At the end of the promenade was also a Ferris wheel, this time a white one with half-open carriages. There was also a Christmas market, but a little bit bigger than the one in Metz. We still had plenty of time before the parade began so we found a restaurant and sat down to heat up a bit and also have a drink.

Did I mention that December 2nd was my 100th day in France? Because of that, I was allowed to try a little sip of hot wine from Papa’s glass. I only had that one sip to savor the taste of the drink, and it was wonderful. Vin chaud, the French name for hot wine, is red wine brewed with spices and fruit, usually lemon. Sugar is also added. The sip left a lingering scent of cinnamon on my tongue.

Pauline and David (her boyfriend) joined us at the restaurant, and Pauline proceeded to tell the story of St. Nicolas:

There once was a family living in the forest, and they did not have enough to eat, so the three children went out together to search for food. Unfortunately, they got lost in the woods. But soon they spotted a house in the distance and immediately headed towards it, not knowing that it was a butcher’s house. The butcher welcomed them and fed them, and not long after the three children fell asleep. Taking the chance, the butcher cut the children into pieces and put them in the salt tub for preservation.

Time passed and one day a man appeared at the doors of the butcher’s house. This man was Saint Nicolas. The butcher prepared a meal for him, and Saint Nicolas asked specifically for the meat in the salt tub. When the butcher lifted the lid of the tub, the three children woke up from a deep sleep, no doubt alive, as though they had never been cut up. It was a miracle. From then on, the butcher followed Saint Nicolas everywhere to punish children who did not behave.

And voilà the story behind the celebration being held in the city.

Rumor has it that St. Nicolas would be seated on the last chariot, while the butcher comes in second last, right before his patron. The parade was scheduled to begin at 7 pm but the track was pretty long and they had to stop at certain points to do a little performance. Papa, Maman and I tried to squeeze through the crowd to get to the other side of the Place Stanislas, but it was impossible. We turned back and found a place just outside the restaurant we previously had a drink at. There was a plastic road / sidewalk dividing pole with a street sign in front of it, which I guarded for later when the parade arrived at our section to climb onto. I had a better view than anyone else.

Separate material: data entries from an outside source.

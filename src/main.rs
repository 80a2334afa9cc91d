//! Segmento Server
//!
//! Run with: cargo run
//!
//! Environment variables:
//! - SEGMENTO_HOST: Bind address (default: 0.0.0.0)
//! - SEGMENTO_PORT: Port number (default: 8080)
//! - RUST_LOG: Log level (default: info)
//!
//! Warehouse:
//! - SEGMENTO_PROJECT: Project that owns the dataset (default: segmento)
//! - SEGMENTO_DATASET: Dataset holding the segment tables (default: campanas)
//! - SEGMENTO_BQ_TOKEN: OAuth2 bearer token
//! - SEGMENTO_BQ_ENDPOINT: REST base URL (default: https://bigquery.googleapis.com/bigquery/v2)
//! - SEGMENTO_BQ_TIMEOUT_SECS: Per-request timeout (default: 30)
//!
//! Query cache:
//! - SEGMENTO_CACHE_TTL_SECS: Entry lifetime (default: 3600)
//! - SEGMENTO_CACHE_MAX_ENTRIES: Entries kept before the oldest is evicted (default: 100)
//! - SEGMENTO_CACHE_SWEEP_SECS: Interval between expired-entry sweeps (default: 600)
//!
//! Statement templates:
//! - SEGMENTO_DEDUP_COLUMN (default: telefono)
//! - SEGMENTO_TIEBREAK_COLUMN (default: fecha_actualizacion)
//! - SEGMENTO_REMINDER_COMPANION (default: envios)
//! - SEGMENTO_DEFAULT_COMPANION (default: contactos)

use segmento::api::{run_server, ServerConfig};
use std::str::FromStr;
use std::time::Duration;
use tracing_subscriber::{layer::SubscriberExt, util::SubscriberInitExt};

fn env_or<T: FromStr>(name: &str, default: T) -> T {
    std::env::var(name)
        .ok()
        .and_then(|v| v.parse().ok())
        .unwrap_or(default)
}

#[tokio::main]
async fn main() -> Result<(), Box<dyn std::error::Error>> {
    // Initialize logging
    tracing_subscriber::registry()
        .with(
            tracing_subscriber::EnvFilter::try_from_default_env()
                .unwrap_or_else(|_| "segmento=info,tower_http=info".into()),
        )
        .with(tracing_subscriber::fmt::layer())
        .init();

    let mut config = ServerConfig::default();

    config.host = env_or("SEGMENTO_HOST", config.host);
    config.port = env_or("SEGMENTO_PORT", config.port);

    let warehouse = &mut config.warehouse;
    warehouse.project = env_or("SEGMENTO_PROJECT", warehouse.project.clone());
    warehouse.dataset = env_or("SEGMENTO_DATASET", warehouse.dataset.clone());
    warehouse.endpoint = env_or("SEGMENTO_BQ_ENDPOINT", warehouse.endpoint.clone());
    warehouse.token = std::env::var("SEGMENTO_BQ_TOKEN")
        .ok()
        .filter(|t| !t.trim().is_empty());
    warehouse.timeout = Duration::from_secs(env_or(
        "SEGMENTO_BQ_TIMEOUT_SECS",
        warehouse.timeout.as_secs(),
    ));

    config.cache_ttl_secs = env_or("SEGMENTO_CACHE_TTL_SECS", config.cache_ttl_secs);
    config.cache_max_entries = env_or("SEGMENTO_CACHE_MAX_ENTRIES", config.cache_max_entries);
    config.cache_sweep_interval_secs =
        env_or("SEGMENTO_CACHE_SWEEP_SECS", config.cache_sweep_interval_secs);

    let templates = &mut config.templates;
    templates.dedup_column = env_or("SEGMENTO_DEDUP_COLUMN", templates.dedup_column.clone());
    templates.tiebreak_column =
        env_or("SEGMENTO_TIEBREAK_COLUMN", templates.tiebreak_column.clone());
    templates.reminder_companion = env_or(
        "SEGMENTO_REMINDER_COMPANION",
        templates.reminder_companion.clone(),
    );
    templates.default_companion = env_or(
        "SEGMENTO_DEFAULT_COMPANION",
        templates.default_companion.clone(),
    );

    tracing::info!("Segmento configuration:");
    tracing::info!("  Host: {}:{}", config.host, config.port);
    tracing::info!(
        "  Warehouse: {}.{} via {}",
        config.warehouse.project,
        config.warehouse.dataset,
        config.warehouse.endpoint
    );
    if config.warehouse.token.is_none() {
        tracing::warn!("  SEGMENTO_BQ_TOKEN is not set; warehouse requests will be unauthenticated");
    }
    tracing::info!(
        "  Query cache: {} entries, TTL {} seconds",
        config.cache_max_entries,
        config.cache_ttl_secs
    );
    tracing::info!(
        "  Cache sweep interval: {} seconds",
        config.cache_sweep_interval_secs
    );
    tracing::info!(
        "  Companion tables: {}_m0/{}_m1 (reminders), {} (default)",
        config.templates.reminder_companion,
        config.templates.reminder_companion,
        config.templates.default_companion
    );

    println!(
        r#"
  ____                                  _
 / ___|  ___  __ _ _ __ ___   ___ _ __ | |_ ___
 \___ \ / _ \/ _` | '_ ` _ \ / _ \ '_ \| __/ _ \
  ___) |  __/ (_| | | | | | |  __/ | | | || (_) |
 |____/ \___|\__, |_| |_| |_|\___|_| |_|\__\___/
             |___/

 Filter-to-SQL Segments with Result Caching
 Version: {}
"#,
        env!("CARGO_PKG_VERSION")
    );

    run_server(config).await
}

Not every act was necessarily related to St. Nicolas, but all in all light work played a huge part in the parade. Every performance was a mix of bursting colors and music. I haven’t seen a parade in a very long time (I can’t remember when was the last time…) and it was pretty nice to get a dose of visual effects like this. However, we did not decide to stay in the same location after thirty minutes or so because it was VERY cold and we still haven’t had dinner. So we walked down the trail in the opposite direction of the parade, this way we could find something to eat faster and see all the chariots too (talk about efficiency!). Some chariots corresponding to the festival include one with a cage and three kids locked up inside, the butcher waving his blood-stained knife, and of course St. Nicolas sitting in a plush chair like royalty at the end of the lineup.

Fortunately we were able to find a restaurant that had available places. By 9 pm we had filled our tummies with a great dinner and prepared to walk back to the parking lot.

Unfortunately, the parking lot was already closed and we found ourselves blocked on the other side of the metal gate to the entrance. For a moment I couldn’t believe that we couldn’t gain access to the car. I even thought maybe we would have to crash at Pauline’s apartment. But clever Papa thought about looking around the building, and we found the alternative entrance for those who need to get to their cars after operating hours. Papa entered the code on our parking ticket and the buzz clicked to open the door for us. Our ticket was also able to automatically open the exit gate and we were on our way home.